--- Activity ---
Below are the records; locate each line with the word "ship" and copy it.

(Stored dataset items)

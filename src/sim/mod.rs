//! Deterministic simulation module
//!
//! All gameplay logic lives here. This module must stay deterministic:
//! - Fixed sub-step only
//! - Seeded RNG only
//! - Stable iteration order (asteroids by insertion, bullets by slot)
//! - Drawing goes through a `RenderSink`, timers through a `Scheduler`

pub mod asteroid;
pub mod collision;
pub mod geom;
pub mod kinematics;
pub mod particles;
pub mod projectile;
pub mod shape;
pub mod ship;
pub mod state;
pub mod tick;

pub use asteroid::{Asteroid, AsteroidField, Impactor, split};
pub use collision::{
    Collider, Segment, point_in_asteroid, point_in_triangle, segment_hits_asteroid,
    segment_hits_triangle, weak_test,
};
pub use kinematics::{Motion, wrap, wrap_vec};
pub use particles::{Advance, Effect, EffectKind, EffectParams, ParticleSystem, RotatingSegment};
pub use projectile::{Bullet, BulletPool};
pub use shape::{Bounds, Outline};
pub use ship::{Destruction, Ship};
pub use state::{GameEvent, GamePhase, GameState};
pub use tick::{collide, fire, frame, sub_step};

--- Finished exercise ---
pub mod ship;
pub use ship::{Destruction, Ship};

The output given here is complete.